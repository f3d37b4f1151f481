use etl_pipeline_lambda::adapters::aws::SqsQueue;
use etl_pipeline_lambda::config::SplitPageConfig;
use etl_pipeline_lambda::handlers::queue_event::decode_sqs_event;
use etl_pipeline_lambda::handlers::split_page::handle_split_pages;
use etl_pipeline_lambda::logging::init_logging;
use lambda_runtime::{service_fn, Error, LambdaEvent};
use serde_json::{json, Value};

async fn handle_request(event: LambdaEvent<Value>, objects_queue: &SqsQueue) -> Result<Value, Error> {
    let records = decode_sqs_event(&event.payload)?;
    let outcome = handle_split_pages(&records, objects_queue)?;

    Ok(json!({
        "status": "ok",
        "pages": outcome.pages,
        "keys_enqueued": outcome.keys_enqueued,
        "batches_sent": outcome.batches_sent,
    }))
}

#[tokio::main]
async fn main() -> Result<(), Error> {
    init_logging();

    let config = SplitPageConfig::from_env()?;
    let aws_config = aws_config::load_defaults(aws_config::BehaviorVersion::latest()).await;
    let objects_queue = SqsQueue::new(
        aws_sdk_sqs::Client::new(&aws_config),
        config.objects_queue_url,
    );

    let objects_queue = &objects_queue;
    lambda_runtime::run(service_fn(move |event| async move {
        handle_request(event, objects_queue).await
    }))
    .await
}
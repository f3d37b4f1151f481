/// One page of keys returned by a listing call, in ascending key order.
#[derive(Debug, Clone, Default, PartialEq, Eq)]
pub struct KeyListing {
    pub keys: Vec<String>,
    pub is_truncated: bool,
}

pub trait ObjectStore {
    /// Lists up to `max_keys` keys sorting strictly after `start_after`.
    fn list_keys(&self, start_after: Option<&str>, max_keys: usize) -> Result<KeyListing, String>;
    fn read_object(&self, key: &str) -> Result<Vec<u8>, String>;
    /// Replaces the object at `key` with `body`.
    fn write_object(&self, key: &str, body: &[u8]) -> Result<(), String>;
}
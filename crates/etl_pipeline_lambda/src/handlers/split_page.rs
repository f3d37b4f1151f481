use std::collections::HashMap;

use etl_pipeline_core::batching::compute_batch_plan;
use etl_pipeline_core::contract::{decode_page, SEND_BATCH_LIMIT};
use tracing::{debug, info, warn};

use crate::adapters::queue::{MessageQueue, OutboundMessage};
use crate::error::EtlError;
use crate::handlers::queue_event::QueueRecord;

#[derive(Debug, Clone, PartialEq, Eq)]
pub enum SplitFailure {
    MalformedPage {
        message_id: String,
        reason: String,
    },
    Batch {
        message_id: String,
        batch_id: usize,
        keys: Vec<String>,
        reason: String,
    },
}

impl SplitFailure {
    fn describe(&self) -> String {
        match self {
            Self::MalformedPage { message_id, reason } => {
                format!("page {message_id}: {reason}")
            }
            Self::Batch {
                message_id,
                batch_id,
                keys,
                reason,
            } => format!(
                "page {message_id} batch {batch_id} ({} keys): {reason}",
                keys.len()
            ),
        }
    }
}

#[derive(Debug, Clone, Default, PartialEq, Eq)]
pub struct SplitOutcome {
    pub pages: usize,
    pub keys_enqueued: usize,
    pub batches_sent: usize,
    pub failures: Vec<SplitFailure>,
}

/// Fans every page out as per-key messages and fails if anything was lost.
///
/// All pages and batches are attempted before the error is returned, so one
/// bad batch never stops the others from being enqueued.
pub fn handle_split_pages(
    records: &[QueueRecord],
    objects_queue: &impl MessageQueue,
) -> Result<SplitOutcome, EtlError> {
    let outcome = split_page_records(records, objects_queue);
    if outcome.failures.is_empty() {
        return Ok(outcome);
    }

    let failed_pages = outcome
        .failures
        .iter()
        .filter(|failure| matches!(failure, SplitFailure::MalformedPage { .. }))
        .count();
    Err(EtlError::SplitIncomplete {
        failed_pages,
        failed_batches: outcome.failures.len() - failed_pages,
        details: outcome
            .failures
            .iter()
            .map(SplitFailure::describe)
            .collect::<Vec<_>>()
            .join("; "),
    })
}

/// Splits each page into batches of [`SEND_BATCH_LIMIT`] and sends them,
/// collecting failures instead of stopping at the first one.
pub fn split_page_records(records: &[QueueRecord], objects_queue: &impl MessageQueue) -> SplitOutcome {
    let mut outcome = SplitOutcome::default();
    debug!(pages = records.len(), "split_started");

    for record in records {
        let keys = match decode_page(&record.body) {
            Ok(keys) => keys,
            Err(error) => {
                warn!(message_id = %record.message_id, %error, "page_rejected");
                outcome.failures.push(SplitFailure::MalformedPage {
                    message_id: record.message_id.clone(),
                    reason: error.to_string(),
                });
                continue;
            }
        };

        outcome.pages += 1;
        split_page(&record.message_id, &keys, objects_queue, &mut outcome);
    }

    info!(
        pages = outcome.pages,
        keys_enqueued = outcome.keys_enqueued,
        batches_sent = outcome.batches_sent,
        failures = outcome.failures.len(),
        "pages_split"
    );
    outcome
}

fn split_page(
    message_id: &str,
    keys: &[String],
    objects_queue: &impl MessageQueue,
    outcome: &mut SplitOutcome,
) {
    let plan = match compute_batch_plan(keys.len(), SEND_BATCH_LIMIT) {
        Ok(plan) => plan,
        Err(error) => {
            outcome.failures.push(SplitFailure::MalformedPage {
                message_id: message_id.to_string(),
                reason: error.to_string(),
            });
            return;
        }
    };

    for assignment in plan {
        let batch_keys = &keys[assignment.range()];
        let entries: Vec<OutboundMessage> = batch_keys
            .iter()
            .map(|key| OutboundMessage::with_generated_id(key.as_str()))
            .collect();

        match objects_queue.send_message_batch(&entries) {
            Ok(rejected) if rejected.is_empty() => {
                outcome.batches_sent += 1;
                outcome.keys_enqueued += entries.len();
            }
            Ok(rejected) => {
                let key_by_id: HashMap<&str, &str> = entries
                    .iter()
                    .map(|entry| (entry.id.as_str(), entry.body.as_str()))
                    .collect();
                let lost: Vec<String> = rejected
                    .iter()
                    .filter_map(|entry| key_by_id.get(entry.id.as_str()))
                    .map(|key| key.to_string())
                    .collect();
                let reason = rejected
                    .iter()
                    .map(|entry| entry.reason.as_str())
                    .collect::<Vec<_>>()
                    .join(", ");

                warn!(
                    message_id,
                    batch_id = assignment.batch_id,
                    rejected = lost.len(),
                    %reason,
                    "batch_partially_rejected"
                );
                outcome.batches_sent += 1;
                outcome.keys_enqueued += entries.len() - lost.len();
                outcome.failures.push(SplitFailure::Batch {
                    message_id: message_id.to_string(),
                    batch_id: assignment.batch_id,
                    keys: lost,
                    reason,
                });
            }
            Err(reason) => {
                warn!(message_id, batch_id = assignment.batch_id, %reason, "batch_send_failed");
                outcome.failures.push(SplitFailure::Batch {
                    message_id: message_id.to_string(),
                    batch_id: assignment.batch_id,
                    keys: batch_keys.to_vec(),
                    reason,
                });
            }
        }
    }
}
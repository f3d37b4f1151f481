//! Shared paginated ETL domain primitives.
//!
//! This crate owns the deterministic parts of the pipeline: the invocation
//! state contract, the resumable page cursor, batch planning, and the record
//! flattening transform. It intentionally excludes AWS SDK and Lambda runtime
//! concerns, which live in `etl_pipeline_lambda`.

pub mod batching;
pub mod contract;
pub mod flatten;
pub mod listing;
pub mod records;
//! Re-invocation loop for the page lister.
//!
//! In production a state machine re-invokes the listing Lambda with its own
//! previous output until `all_pages_listed` is `"TRUE"`. This is the same loop
//! as a library function, used for local runs and tests.

use etl_pipeline_core::contract::ListingState;
use etl_pipeline_core::listing::ListingPhase;
use tracing::debug;

use crate::error::EtlError;

#[derive(Debug, Clone, PartialEq)]
pub struct OrchestrationSummary {
    pub state: ListingState,
    pub invocations: usize,
}

pub fn run_listing_until_complete<F>(
    initial: ListingState,
    max_invocations: usize,
    mut invoke: F,
) -> Result<OrchestrationSummary, EtlError>
where
    F: FnMut(ListingState) -> Result<ListingState, EtlError>,
{
    let mut state = initial;

    for invocation in 1..=max_invocations {
        state = invoke(state)?;
        let phase = ListingPhase::of(&state);
        debug!(
            invocation,
            ?phase,
            bookmark = state.bookmark.as_deref().unwrap_or(""),
            "listing_invocation_returned"
        );

        if phase.is_terminal() {
            return Ok(OrchestrationSummary {
                state,
                invocations: invocation,
            });
        }
    }

    Err(EtlError::ListingStalled {
        invocations: max_invocations,
    })
}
◇ ◇ ◇ ◇
Check every line of the data and give the number of them that hold the string "SplitOutcome", with no other words.

5